Could you find every line in the entries below that holds the word "String" and copy it?

[EXTRACTED INFORMATION — start]

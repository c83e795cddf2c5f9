//! Registry of in-flight device constructions
//!
//! One entry per device name while its initialization pipeline runs.
//! Cancellation is cooperative: the token is a flag the pipeline checks at
//! step boundaries; an operation already submitted runs to completion and
//! its result is discarded.

use std::collections::HashMap;
use std::sync::atomic::{AtomicBool, Ordering};
use std::sync::Arc;

/// Cooperative cancellation flag for one pending construction
#[derive(Debug, Clone, Default)]
pub struct CancelToken(Arc<AtomicBool>);

impl CancelToken {
    /// Create a fresh, uncancelled token
    pub fn new() -> Self {
        Self::default()
    }

    /// Request cancellation
    pub fn cancel(&self) {
        self.0.store(true, Ordering::SeqCst);
    }

    /// Whether cancellation has been requested
    pub fn is_cancelled(&self) -> bool {
        self.0.load(Ordering::SeqCst)
    }
}

/// In-flight construction registry, keyed by device name
///
/// All mutation happens on the manager task; the registry only defends
/// against double-remove, which must stay idempotent.
#[derive(Debug, Default)]
pub struct PendingRegistry {
    entries: HashMap<String, CancelToken>,
}

impl PendingRegistry {
    /// Create an empty registry
    pub fn new() -> Self {
        Self::default()
    }

    /// Register a construction; at most one entry per name
    pub fn add(&mut self, name: String, token: CancelToken) {
        let previous = self.entries.insert(name, token);
        debug_assert!(previous.is_none(), "duplicate pending entry");
    }

    /// Whether a construction for `name` is in flight
    pub fn contains(&self, name: &str) -> bool {
        self.entries.contains_key(name)
    }

    /// Whether the entry for `name` has been cancelled
    pub fn is_cancelled(&self, name: &str) -> bool {
        self.entries
            .get(name)
            .is_some_and(CancelToken::is_cancelled)
    }

    /// Drop the entry for `name`
    ///
    /// Returns true exactly when this call made the registry empty, the
    /// signal the manager uses to turn detection activity off. A second
    /// remove for the same name is a no-op returning false.
    pub fn remove(&mut self, name: &str) -> bool {
        self.entries.remove(name).is_some() && self.entries.is_empty()
    }

    /// Cancel the entry for `name`, if present
    pub fn cancel(&self, name: &str) {
        if let Some(token) = self.entries.get(name) {
            token.cancel();
        }
    }

    /// Cancel every entry
    pub fn cancel_all(&self) {
        for token in self.entries.values() {
            token.cancel();
        }
    }

    /// Number of in-flight constructions
    pub fn len(&self) -> usize {
        self.entries.len()
    }

    /// Whether no construction is in flight
    pub fn is_empty(&self) -> bool {
        self.entries.is_empty()
    }
}

#[cfg(test)]
mod tests {
    use super::*;
    use proptest::prelude::*;

    #[test]
    fn remove_reports_transition_to_empty() {
        let mut reg = PendingRegistry::new();
        reg.add("cdc-wdm0".into(), CancelToken::new());
        reg.add("cdc-wdm1".into(), CancelToken::new());

        assert!(!reg.remove("cdc-wdm0"));
        assert!(reg.remove("cdc-wdm1"));
    }

    #[test]
    fn double_remove_is_idempotent() {
        let mut reg = PendingRegistry::new();
        reg.add("cdc-wdm0".into(), CancelToken::new());

        assert!(reg.remove("cdc-wdm0"));
        assert!(!reg.remove("cdc-wdm0"));
        assert!(reg.is_empty());
    }

    #[test]
    fn remove_of_absent_name_does_not_report_empty() {
        let mut reg = PendingRegistry::new();
        reg.add("cdc-wdm0".into(), CancelToken::new());
        assert!(!reg.remove("cdc-wdm7"));
        assert_eq!(reg.len(), 1);
    }

    #[test]
    fn cancel_flips_the_token() {
        let mut reg = PendingRegistry::new();
        let token = CancelToken::new();
        reg.add("cdc-wdm0".into(), token.clone());

        reg.cancel("cdc-wdm0");
        assert!(token.is_cancelled());
        assert!(reg.is_cancelled("cdc-wdm0"));
    }

    #[test]
    fn cancel_of_absent_name_is_a_noop() {
        let reg = PendingRegistry::new();
        reg.cancel("cdc-wdm0");
        assert!(reg.is_empty());
    }

    #[test]
    fn cancel_all_flips_every_token() {
        let mut reg = PendingRegistry::new();
        let a = CancelToken::new();
        let b = CancelToken::new();
        reg.add("cdc-wdm0".into(), a.clone());
        reg.add("cdc-wdm1".into(), b.clone());

        reg.cancel_all();
        assert!(a.is_cancelled());
        assert!(b.is_cancelled());
    }

    proptest! {
        /// Removing every added name in any order reports the empty
        /// transition exactly once.
        #[test]
        fn empty_transition_fires_once(mut names in proptest::collection::hash_set("[a-z0-9]{1,8}", 1..8)) {
            let names: Vec<String> = names.drain().collect();
            let mut reg = PendingRegistry::new();
            for n in &names {
                reg.add(n.clone(), CancelToken::new());
            }
            let transitions = names
                .iter()
                .filter(|n| reg.remove(n))
                .count();
            prop_assert_eq!(transitions, 1);
            prop_assert!(reg.is_empty());
        }
    }
}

[EXTRACTED INFORMATION — finish]

▶ **TASK OUTPUT**:
    entries: HashMap<String, CancelToken>,
    pub fn add(&mut self, name: String, token: CancelToken) {
            let names: Vec<String> = names.drain().collect();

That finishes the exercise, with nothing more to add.